Signal transduction mediated by the extracellular calcium-sensing receptor (CaR).

Schematic of the dimeric extracellular CaR at the plasma membrane. A complex network of intracellular transduction cascades is activated by numerous orthosteric agonists or allosteric modulators converging either on the bi-lobed venus-flytrap domain or on the seven transmembrane domain of the CaR. For clarity, two G-protein-coupled receptors (GPCRs) are shown; this is not meant to imply that the ligands depicted are linked preferentially to a particular intracellular signaling pathway, although see section in text on biased agonism.
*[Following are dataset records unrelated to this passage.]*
#![allow(dead_code)]

use std::{
    collections::HashMap,
    sync::{
        Arc, Mutex,
        atomic::{AtomicUsize, Ordering},
    },
};

use axum::{
    Form, Json, Router,
    extract::{Query, State},
    http::{HeaderMap, StatusCode, header::AUTHORIZATION},
    response::{IntoResponse, Response},
    routing::{get, post},
};
use dancecheck::{
    config::Config,
    server::{AppState, router},
    spotify::SpotifyClient,
    utils,
};
use serde_json::{Value, json};
use tokio::net::TcpListener;

pub const CLIENT_ID: &str = "client";
pub const CLIENT_SECRET: &str = "secret";
pub const REDIRECT_URI: &str = "http://127.0.0.1:8888/callback";
pub const GOOD_CODE: &str = "good-code";
pub const ACCESS_TOKEN: &str = "access-123";
pub const REFRESH_TOKEN: &str = "refresh-456";
pub const REFRESHED_ACCESS_TOKEN: &str = "access-789";

type DanceabilityFn = Box<dyn Fn(&str) -> Option<f64> + Send + Sync>;

/// In-process stand-in for the Spotify accounts service and Web API.
pub struct FakeSpotify {
    pub base: String,
    /// Saved tracks in library order; `None` is a local file without id.
    pub library: Vec<Option<String>>,
    /// Keep handing out `next` links forever.
    pub endless: bool,
    pub token_status: StatusCode,
    pub library_status: StatusCode,
    pub features_status: StatusCode,
    /// First library request (1-based) answered with `library_status`.
    pub library_fail_from: usize,
    /// First audio-features request (1-based) answered with `features_status`.
    pub features_fail_from: usize,
    pub danceability: DanceabilityFn,

    pub token_requests: AtomicUsize,
    pub library_requests: AtomicUsize,
    pub feature_requests: AtomicUsize,
    pub batch_sizes: Mutex<Vec<usize>>,
}

pub struct FakeOptions {
    pub library: Vec<Option<String>>,
    pub endless: bool,
    pub token_status: StatusCode,
    pub library_status: StatusCode,
    pub features_status: StatusCode,
    pub library_fail_from: usize,
    pub features_fail_from: usize,
    pub danceability: DanceabilityFn,
}

impl Default for FakeOptions {
    fn default() -> Self {
        Self {
            library: Vec::new(),
            endless: false,
            token_status: StatusCode::OK,
            library_status: StatusCode::OK,
            features_status: StatusCode::OK,
            library_fail_from: 1,
            features_fail_from: 1,
            danceability: Box::new(|_: &str| Some(0.5)),
        }
    }
}

impl FakeOptions {
    pub fn with_tracks(count: usize) -> Self {
        Self {
            library: track_ids(count).into_iter().map(Some).collect(),
            ..Default::default()
        }
    }
}

impl FakeSpotify {
    pub fn token_requests(&self) -> usize {
        self.token_requests.load(Ordering::SeqCst)
    }

    pub fn library_requests(&self) -> usize {
        self.library_requests.load(Ordering::SeqCst)
    }

    pub fn feature_requests(&self) -> usize {
        self.feature_requests.load(Ordering::SeqCst)
    }

    pub fn batch_sizes(&self) -> Vec<usize> {
        self.batch_sizes.lock().unwrap().clone()
    }
}

pub fn track_ids(count: usize) -> Vec<String> {
    (0..count).map(|i| format!("track{:04}", i)).collect()
}

pub async fn spawn_fake(options: FakeOptions) -> Arc<FakeSpotify> {
    let listener = TcpListener::bind("127.0.0.1:0").await.unwrap();
    let base = format!("http://{}", listener.local_addr().unwrap());

    let fake = Arc::new(FakeSpotify {
        base,
        library: options.library,
        endless: options.endless,
        token_status: options.token_status,
        library_status: options.library_status,
        features_status: options.features_status,
        library_fail_from: options.library_fail_from,
        features_fail_from: options.features_fail_from,
        danceability: options.danceability,
        token_requests: AtomicUsize::new(0),
        library_requests: AtomicUsize::new(0),
        feature_requests: AtomicUsize::new(0),
        batch_sizes: Mutex::new(Vec::new()),
    });

    let app = Router::new()
        .route("/api/token", post(token))
        .route("/v1/me/tracks", get(saved_tracks))
        .route("/v1/audio-features", get(audio_features))
        .with_state(Arc::clone(&fake));

    tokio::spawn(async move {
        axum::serve(listener, app).await.unwrap();
    });

    fake
}

pub fn test_config(fake: &FakeSpotify) -> Config {
    test_config_with(fake, &[])
}

pub fn test_config_with(fake: &FakeSpotify, overrides: &[(&str, &str)]) -> Config {
    let mut vars: HashMap<String, String> = HashMap::from([
        ("SPOTIFY_API_AUTH_CLIENT_ID".to_string(), CLIENT_ID.to_string()),
        ("SPOTIFY_API_AUTH_CLIENT_SECRET".to_string(), CLIENT_SECRET.to_string()),
        ("SPOTIFY_API_REDIRECT_URI".to_string(), REDIRECT_URI.to_string()),
        ("SPOTIFY_API_AUTH_URL".to_string(), format!("{}/authorize", fake.base)),
        ("SPOTIFY_API_TOKEN_URL".to_string(), format!("{}/api/token", fake.base)),
        ("SPOTIFY_API_URL".to_string(), format!("{}/v1", fake.base)),
        ("SPOTIFY_REQUEST_TIMEOUT_SECS".to_string(), "5".to_string()),
    ]);
    for (key, value) in overrides {
        vars.insert(key.to_string(), value.to_string());
    }

    Config::from_lookup(|key| vars.get(key).cloned()).unwrap()
}

pub fn test_client(fake: &FakeSpotify) -> SpotifyClient {
    SpotifyClient::new(Arc::new(test_config(fake))).unwrap()
}

/// Serves the application on a random port and returns its base URL.
pub async fn spawn_app(config: Config) -> String {
    let state = AppState::new(config).unwrap();
    let listener = TcpListener::bind("127.0.0.1:0").await.unwrap();
    let base = format!("http://{}", listener.local_addr().unwrap());

    tokio::spawn(async move {
        axum::serve(listener, router(state)).await.unwrap();
    });

    base
}

/// Client that reports redirects instead of following them.
pub fn browser() -> reqwest::Client {
    reqwest::Client::builder()
        .redirect(reqwest::redirect::Policy::none())
        .build()
        .unwrap()
}

fn bearer_ok(headers: &HeaderMap) -> bool {
    headers
        .get(AUTHORIZATION)
        .and_then(|v| v.to_str().ok())
        .is_some_and(|v| v == format!("Bearer {}", ACCESS_TOKEN))
}

fn status_error(status: StatusCode) -> Response {
    (status, Json(json!({ "error": { "status": status.as_u16() } }))).into_response()
}

async fn token(
    State(fake): State<Arc<FakeSpotify>>,
    headers: HeaderMap,
    Form(form): Form<HashMap<String, String>>,
) -> Response {
    fake.token_requests.fetch_add(1, Ordering::SeqCst);

    if fake.token_status != StatusCode::OK {
        return status_error(fake.token_status);
    }

    let expected = utils::basic_auth_header(CLIENT_ID, CLIENT_SECRET);
    if headers.get(AUTHORIZATION).and_then(|v| v.to_str().ok()) != Some(expected.as_str()) {
        return (
            StatusCode::UNAUTHORIZED,
            Json(json!({ "error": "invalid_client" })),
        )
            .into_response();
    }

    let field = |key: &str| form.get(key).map(String::as_str);
    let body: Option<Value> = match field("grant_type") {
        Some("authorization_code")
            if field("code") == Some(GOOD_CODE) && field("redirect_uri") == Some(REDIRECT_URI) =>
        {
            Some(json!({
                "access_token": ACCESS_TOKEN,
                "token_type": "Bearer",
                "scope": "user-read-private user-read-email user-library-read",
                "expires_in": 3600,
                "refresh_token": REFRESH_TOKEN
            }))
        }
        Some("refresh_token") if field("refresh_token") == Some(REFRESH_TOKEN) => Some(json!({
            "access_token": REFRESHED_ACCESS_TOKEN,
            "token_type": "Bearer",
            "expires_in": 3600
        })),
        _ => None,
    };

    match body {
        Some(body) => Json(body).into_response(),
        None => (
            StatusCode::BAD_REQUEST,
            Json(json!({ "error": "invalid_grant" })),
        )
            .into_response(),
    }
}

async fn saved_tracks(
    State(fake): State<Arc<FakeSpotify>>,
    headers: HeaderMap,
    Query(query): Query<HashMap<String, String>>,
) -> Response {
    let request = fake.library_requests.fetch_add(1, Ordering::SeqCst) + 1;

    if !bearer_ok(&headers) {
        return status_error(StatusCode::UNAUTHORIZED);
    }
    if fake.library_status != StatusCode::OK && request >= fake.library_fail_from {
        return status_error(fake.library_status);
    }

    let limit: usize = query.get("limit").and_then(|v| v.parse().ok()).unwrap_or(20);
    let offset: usize = query.get("offset").and_then(|v| v.parse().ok()).unwrap_or(0);
    let end = (offset + limit).min(fake.library.len());
    let start = offset.min(end);

    let items: Vec<Value> = fake.library[start..end]
        .iter()
        .map(|id| match id {
            Some(id) => json!({ "added_at": "2020-01-01T00:00:00Z", "track": { "id": id } }),
            None => json!({
                "added_at": "2020-01-01T00:00:00Z",
                "track": { "id": null, "is_local": true }
            }),
        })
        .collect();

    let next = if fake.endless || end < fake.library.len() {
        Some(format!(
            "{}/v1/me/tracks?offset={}&limit={}",
            fake.base, end, limit
        ))
    } else {
        None
    };

    Json(json!({
        "href": format!("{}/v1/me/tracks?offset={}&limit={}", fake.base, offset, limit),
        "items": items,
        "limit": limit,
        "next": next,
        "offset": offset,
        "total": fake.library.len()
    }))
    .into_response()
}

async fn audio_features(
    State(fake): State<Arc<FakeSpotify>>,
    headers: HeaderMap,
    Query(query): Query<HashMap<String, String>>,
) -> Response {
    let request = fake.feature_requests.fetch_add(1, Ordering::SeqCst) + 1;

    if !bearer_ok(&headers) {
        return status_error(StatusCode::UNAUTHORIZED);
    }
    if fake.features_status != StatusCode::OK && request >= fake.features_fail_from {
        return status_error(fake.features_status);
    }

    let ids: Vec<&str> = query
        .get("ids")
        .map(|ids| ids.split(',').filter(|id| !id.is_empty()).collect())
        .unwrap_or_default();
    fake.batch_sizes.lock().unwrap().push(ids.len());

    if ids.len() > 100 {
        return status_error(StatusCode::BAD_REQUEST);
    }

    let features: Vec<Value> = ids
        .iter()
        .map(|id| match (fake.danceability)(*id) {
            Some(d) => json!({ "id": id, "danceability": d, "energy": 0.7, "tempo": 120.0 }),
            None => Value::Null,
        })
        .collect();

    Json(json!({ "audio_features": features })).into_response()
}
Abbreviations: AA, arachidonic acid; AC, adenylate cyclase; Akt, protein kinase B; ATP, adenosine triphosphate; CaM, calmodulin; CaMK, Ca 2+/calmodulin-dependent protein kinase; cAMP, cyclic AMP; DAG, diacylglycerol; eNOS, endothelial nitric oxide synthase; ER, endoplasmic reticulum; ERK 1/2, extracellullar-signal-regulated kinase; Gα s, Gα i, Gα q, Gα 12/13, α subunits of the s-, i-, q-, and 12/13-type heterotrimeric G-proteins, respectively; iNOS, inducible nitric oxide synthase; IP 3, inositol-1,4,5-trisphosphate; JNK, Jun amino-terminal kinase; MAPK, mitogen-activated protein kinase; MEK, MAPK kinase; NO, nitric oxide; p38, p38 mitogen-activated protein kinase; PA, phosphatidic acid; PHP, pharmacoperones; PI3K, phosphatidylinositol 3-kinase; PI4K, phosphatidylinositol 4-kinase; PIP 2, phosphatidylinositol 4,5-bisphosphate; PKC, protein kinase C; PLA 2, phospholipase A2; PLC, phospholipase C; PLD, phospholipase D; RhoA, Ras homolog gene family, member A; SOC, store-operated Ca 2+ channel.

Extracellular Ca 2+ fluctuations and Ca 2+ microdomains

Systemic Ca 2+ levels (~1.1–1.3 mM) are under stringent homeostatic control exerted by organs such as the parathyroid glands, bone, renal system, and intestine [14]. Nonetheless, local fluctuations in Ca 2+ ext levels have been identified and characterized in the restricted volume of interstitial fluids bathing cells of many tissues [15]. The amplitude and shape of these Ca 2+ ext fluctuations is thought to represent an autocrine/paracrine form of cell-to-cell communication. Pharmacological agents directed at the CaR therefore work upon a complex backdrop of changing external [Ca 2+]. This has the potential to markedly affect the way in which a drug (particularly those in the class of the allosteric modulators) acts on the receptor in any given moment. Knowledge about these local fluctuations in calcium remains, arguably, among the most significant barriers to fully understanding CaR pharmacology in vivo.

Many factors are believed to participate in the generation of physiologically relevant Ca 2+ ext changes, e.g. a) intracellular Ca 2+ signaling events, b) Ca 2+ extrusion via discharge of calcium-enriched granules, and c) synchronous opening of voltage-operated Ca 2+ channels. Below, we describe briefly how these extracellular microdomains can be measured and give examples of how they are generated.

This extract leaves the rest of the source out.